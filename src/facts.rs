// SPDX-License-Identifier: BSD-3-Clause
//! Fact generation: walks an IR module and appends DIR facts describing its
//! structure and per-instruction semantics.
//!
//! The generator runs in two phases. Phase 1 numbers every value (and the
//! affiliated memory objects of allocation sites) in a deterministic walk
//! order: globals, then functions, then per function arguments, blocks,
//! instructions, and operands. Phase 2 emits facts against those numbers.

use std::collections::HashSet;
use std::sync::Arc;

use tracing::{trace, warn};

use crate::analysis::relations as rel;
use crate::datalog::{Formula, Program, ProgramError, Term};
use crate::ir::constant::{ConstExpr, Constant};
use crate::ir::instruction::{Callee, Instruction, Opcode, Operand};
use crate::ir::{Function, Global, Module, Value};
use crate::object_map::{ObjectMap, UnknownValue};

#[derive(Debug, thiserror::Error)]
pub enum FactError {
    #[error("unsupported constant: {0}")]
    UnsupportedConstant(String),
    #[error(transparent)]
    Program(#[from] ProgramError),
    #[error(transparent)]
    UnknownValue(#[from] UnknownValue),
}

/// Calls to library and compiler intrinsics the analysis has a model for.
/// Matchers are tried in order; the first match wins.
#[derive(Clone, Copy, Debug, PartialEq, Eq)]
enum Intrinsic {
    /// Heap allocators: the call returns a fresh memory object.
    Malloc,
    /// Copies the contents of one pointed-to object into another.
    Memcpy,
    /// Calls with no effect on points-to state.
    NoEffect,
}

const INTRINSICS: [Intrinsic; 3] = [Intrinsic::Malloc, Intrinsic::Memcpy, Intrinsic::NoEffect];

const NO_EFFECT_CALLS: &[&str] = &[
    "free",
    "printf",
    "fprintf",
    "__isoc99_scanf",
    "scanf",
    "fflush",
    "feof",
    "_IO_getc",
    "tolower",
    "fclose",
    "exit",
];

impl Intrinsic {
    /// Whether this matcher recognises the callee; on a match, how many
    /// affiliated objects the call site needs.
    fn try_match(&self, callee: &Function) -> Option<u32> {
        let name = callee.name.text()?;
        match self {
            Intrinsic::Malloc => {
                let name_match = matches!(name, "malloc" | "calloc" | "realloc" | "fopen");
                let takes_size = callee.params.first().is_some_and(|p| p.ty.is_integer());
                (name_match && takes_size && callee.ret_ty.is_pointer()).then_some(1)
            }
            Intrinsic::Memcpy => {
                let name_match = name.starts_with("llvm.memcpy.")
                    || name.starts_with("llvm.memmove.")
                    || matches!(name, "strncpy" | "strcpy");
                (name_match && callee.params.len() >= 2).then_some(0)
            }
            Intrinsic::NoEffect => NO_EFFECT_CALLS.contains(&name).then_some(0),
        }
    }

    fn first_match(callee: &Function) -> Option<(Intrinsic, u32)> {
        INTRINSICS
            .iter()
            .find_map(|i| i.try_match(callee).map(|affiliated| (*i, affiliated)))
    }
}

+ + + +

• [What to work on]
Return the listing above verbatim.

• [Result of this task]
filename src/facts.rs
// SPDX-License-Identifier: BSD-3-Clause
//! Fact generation: walks an IR module and appends DIR facts describing its
//! structure and per-instruction semantics.
//!
//! The generator runs in two phases. Phase 1 numbers every value (and the
//! affiliated memory objects of allocation sites) in a deterministic walk
//! order: globals, then functions, then per function arguments, blocks,
//! instructions, and operands. Phase 2 emits facts against those numbers.

use std::collections::HashSet;
use std::sync::Arc;

use tracing::{trace, warn};

use crate::analysis::relations as rel;
use crate::datalog::{Formula, Program, ProgramError, Term};
use crate::ir::constant::{ConstExpr, Constant};
use crate::ir::instruction::{Callee, Instruction, Opcode, Operand};
use crate::ir::{Function, Global, Module, Value};
use crate::object_map::{ObjectMap, UnknownValue};

#[derive(Debug, thiserror::Error)]
pub enum FactError {
    #[error("unsupported constant: {0}")]
    UnsupportedConstant(String),
    #[error(transparent)]
    Program(#[from] ProgramError),
    #[error(transparent)]
    UnknownValue(#[from] UnknownValue),
}

/// Calls to library and compiler intrinsics the analysis has a model for.
/// Matchers are tried in order; the first match wins.
#[derive(Clone, Copy, Debug, PartialEq, Eq)]
enum Intrinsic {
    /// Heap allocators: the call returns a fresh memory object.
    Malloc,
    /// Copies the contents of one pointed-to object into another.
    Memcpy,
    /// Calls with no effect on points-to state.
    NoEffect,
}

const INTRINSICS: [Intrinsic; 3] = [Intrinsic::Malloc, Intrinsic::Memcpy, Intrinsic::NoEffect];

const NO_EFFECT_CALLS: &[&str] = &[
    "free",
    "printf",
    "fprintf",
    "__isoc99_scanf",
    "scanf",
    "fflush",
    "feof",
    "_IO_getc",
    "tolower",
    "fclose",
    "exit",
];

impl Intrinsic {
    /// Whether this matcher recognises the callee; on a match, how many
    /// affiliated objects the call site needs.
    fn try_match(&self, callee: &Function) -> Option<u32> {
        let name = callee.name.text()?;
        match self {
            Intrinsic::Malloc => {
                let name_match = matches!(name, "malloc" | "calloc" | "realloc" | "fopen");
                let takes_size = callee.params.first().is_some_and(|p| p.ty.is_integer());
                (name_match && takes_size && callee.ret_ty.is_pointer()).then_some(1)
            }
            Intrinsic::Memcpy => {
                let name_match = name.starts_with("llvm.memcpy.")
                    || name.starts_with("llvm.memmove.")
                    || matches!(name, "strncpy" | "strcpy");
                (name_match && callee.params.len() >= 2).then_some(0)
            }
            Intrinsic::NoEffect => NO_EFFECT_CALLS.contains(&name).then_some(0),
        }
    }

    fn first_match(callee: &Function) -> Option<(Intrinsic, u32)> {
        INTRINSICS
            .iter()
            .find_map(|i| i.try_match(callee).map(|affiliated| (*i, affiliated)))
    }
}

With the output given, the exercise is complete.